Task to complete:
Which lines of the entries hold the string "their"? Copy each one.

(Dataset entries)
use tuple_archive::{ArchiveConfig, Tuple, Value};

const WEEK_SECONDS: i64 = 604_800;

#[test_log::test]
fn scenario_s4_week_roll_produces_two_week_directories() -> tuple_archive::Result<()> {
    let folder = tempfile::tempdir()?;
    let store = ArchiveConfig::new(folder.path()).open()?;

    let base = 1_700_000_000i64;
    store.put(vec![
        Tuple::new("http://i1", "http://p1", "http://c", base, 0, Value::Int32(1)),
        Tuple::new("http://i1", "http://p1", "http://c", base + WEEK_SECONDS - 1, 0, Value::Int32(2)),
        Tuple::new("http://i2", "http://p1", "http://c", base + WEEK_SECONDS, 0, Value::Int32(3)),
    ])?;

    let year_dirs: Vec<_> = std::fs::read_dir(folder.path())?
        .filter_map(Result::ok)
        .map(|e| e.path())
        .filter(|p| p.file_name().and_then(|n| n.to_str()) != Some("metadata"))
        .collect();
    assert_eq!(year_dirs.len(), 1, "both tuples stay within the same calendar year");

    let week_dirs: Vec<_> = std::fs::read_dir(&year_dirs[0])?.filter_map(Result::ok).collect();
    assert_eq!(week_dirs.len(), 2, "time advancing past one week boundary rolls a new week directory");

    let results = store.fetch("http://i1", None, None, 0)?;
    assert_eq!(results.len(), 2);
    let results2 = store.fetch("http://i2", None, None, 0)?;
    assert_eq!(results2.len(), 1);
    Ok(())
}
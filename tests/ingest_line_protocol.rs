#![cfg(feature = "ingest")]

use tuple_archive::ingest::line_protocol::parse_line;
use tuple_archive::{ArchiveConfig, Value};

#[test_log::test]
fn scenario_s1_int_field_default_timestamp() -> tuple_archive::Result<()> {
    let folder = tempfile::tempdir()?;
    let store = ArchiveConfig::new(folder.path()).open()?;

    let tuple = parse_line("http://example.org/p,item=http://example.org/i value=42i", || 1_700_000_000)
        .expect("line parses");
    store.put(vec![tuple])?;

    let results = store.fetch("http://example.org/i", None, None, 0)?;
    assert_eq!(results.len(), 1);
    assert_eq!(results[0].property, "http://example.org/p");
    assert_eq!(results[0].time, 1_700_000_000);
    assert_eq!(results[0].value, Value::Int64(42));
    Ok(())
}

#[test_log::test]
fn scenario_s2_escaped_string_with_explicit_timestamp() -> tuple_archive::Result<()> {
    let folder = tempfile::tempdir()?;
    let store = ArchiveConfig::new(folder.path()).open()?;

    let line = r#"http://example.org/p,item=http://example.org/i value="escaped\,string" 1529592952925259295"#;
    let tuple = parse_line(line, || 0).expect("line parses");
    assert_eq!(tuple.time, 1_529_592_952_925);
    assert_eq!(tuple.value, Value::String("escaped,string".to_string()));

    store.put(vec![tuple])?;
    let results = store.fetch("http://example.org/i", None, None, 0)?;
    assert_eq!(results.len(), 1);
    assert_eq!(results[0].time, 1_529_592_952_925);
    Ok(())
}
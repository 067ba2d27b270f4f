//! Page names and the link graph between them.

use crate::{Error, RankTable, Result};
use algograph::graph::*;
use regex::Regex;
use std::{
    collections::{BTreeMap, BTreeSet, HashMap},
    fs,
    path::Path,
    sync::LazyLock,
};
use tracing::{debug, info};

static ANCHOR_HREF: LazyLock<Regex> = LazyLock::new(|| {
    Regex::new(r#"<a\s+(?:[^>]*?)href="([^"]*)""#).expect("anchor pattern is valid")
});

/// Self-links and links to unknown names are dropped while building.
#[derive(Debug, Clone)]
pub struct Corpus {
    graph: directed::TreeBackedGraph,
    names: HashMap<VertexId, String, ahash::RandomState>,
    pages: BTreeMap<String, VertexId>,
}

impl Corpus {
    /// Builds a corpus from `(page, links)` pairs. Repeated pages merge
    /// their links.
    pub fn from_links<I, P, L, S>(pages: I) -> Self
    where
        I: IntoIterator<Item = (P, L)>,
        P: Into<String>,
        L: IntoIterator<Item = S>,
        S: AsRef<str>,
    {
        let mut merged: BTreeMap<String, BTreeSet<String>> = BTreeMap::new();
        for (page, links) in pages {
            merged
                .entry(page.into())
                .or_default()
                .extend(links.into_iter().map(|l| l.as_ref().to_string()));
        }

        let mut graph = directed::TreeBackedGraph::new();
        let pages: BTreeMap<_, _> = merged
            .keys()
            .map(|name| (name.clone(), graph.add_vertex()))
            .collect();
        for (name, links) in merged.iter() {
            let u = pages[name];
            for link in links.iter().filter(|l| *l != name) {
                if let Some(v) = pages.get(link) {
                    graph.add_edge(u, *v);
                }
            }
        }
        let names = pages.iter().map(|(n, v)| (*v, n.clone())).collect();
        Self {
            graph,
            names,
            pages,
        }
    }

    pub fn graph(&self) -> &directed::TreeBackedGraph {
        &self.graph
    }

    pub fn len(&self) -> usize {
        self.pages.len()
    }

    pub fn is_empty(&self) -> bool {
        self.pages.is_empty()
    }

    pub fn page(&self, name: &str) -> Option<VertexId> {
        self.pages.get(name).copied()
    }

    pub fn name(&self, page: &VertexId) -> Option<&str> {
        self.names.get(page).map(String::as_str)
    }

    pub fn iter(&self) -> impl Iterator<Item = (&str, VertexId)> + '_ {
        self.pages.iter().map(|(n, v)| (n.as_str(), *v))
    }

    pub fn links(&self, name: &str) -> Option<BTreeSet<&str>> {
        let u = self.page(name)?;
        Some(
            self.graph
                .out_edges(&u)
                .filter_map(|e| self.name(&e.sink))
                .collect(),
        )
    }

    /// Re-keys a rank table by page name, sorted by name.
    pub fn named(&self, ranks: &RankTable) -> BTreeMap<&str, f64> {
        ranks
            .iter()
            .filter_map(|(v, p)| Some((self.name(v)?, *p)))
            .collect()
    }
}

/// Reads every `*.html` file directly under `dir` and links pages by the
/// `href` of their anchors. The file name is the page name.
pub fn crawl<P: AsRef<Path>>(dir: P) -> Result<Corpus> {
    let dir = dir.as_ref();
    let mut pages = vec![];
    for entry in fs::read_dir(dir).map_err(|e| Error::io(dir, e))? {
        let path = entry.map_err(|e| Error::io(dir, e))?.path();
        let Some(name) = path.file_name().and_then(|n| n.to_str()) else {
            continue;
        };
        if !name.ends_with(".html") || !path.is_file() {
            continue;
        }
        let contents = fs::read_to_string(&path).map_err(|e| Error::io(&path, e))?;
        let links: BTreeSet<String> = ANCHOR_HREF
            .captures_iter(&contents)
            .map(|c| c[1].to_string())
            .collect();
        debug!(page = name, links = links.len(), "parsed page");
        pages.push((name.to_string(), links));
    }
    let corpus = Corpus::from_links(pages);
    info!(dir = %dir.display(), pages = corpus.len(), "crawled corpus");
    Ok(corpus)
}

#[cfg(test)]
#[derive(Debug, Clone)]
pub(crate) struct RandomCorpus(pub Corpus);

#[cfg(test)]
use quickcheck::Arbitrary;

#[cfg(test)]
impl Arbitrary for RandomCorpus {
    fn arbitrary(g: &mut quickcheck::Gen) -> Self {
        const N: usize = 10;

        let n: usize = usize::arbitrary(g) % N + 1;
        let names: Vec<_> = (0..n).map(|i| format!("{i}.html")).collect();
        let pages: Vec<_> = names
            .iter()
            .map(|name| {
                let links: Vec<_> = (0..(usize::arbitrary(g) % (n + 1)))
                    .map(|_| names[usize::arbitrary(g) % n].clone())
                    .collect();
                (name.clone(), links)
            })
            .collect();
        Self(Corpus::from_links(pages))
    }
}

Problem solution:
    /// their links.
/// `href` of their anchors. The file name is the page name.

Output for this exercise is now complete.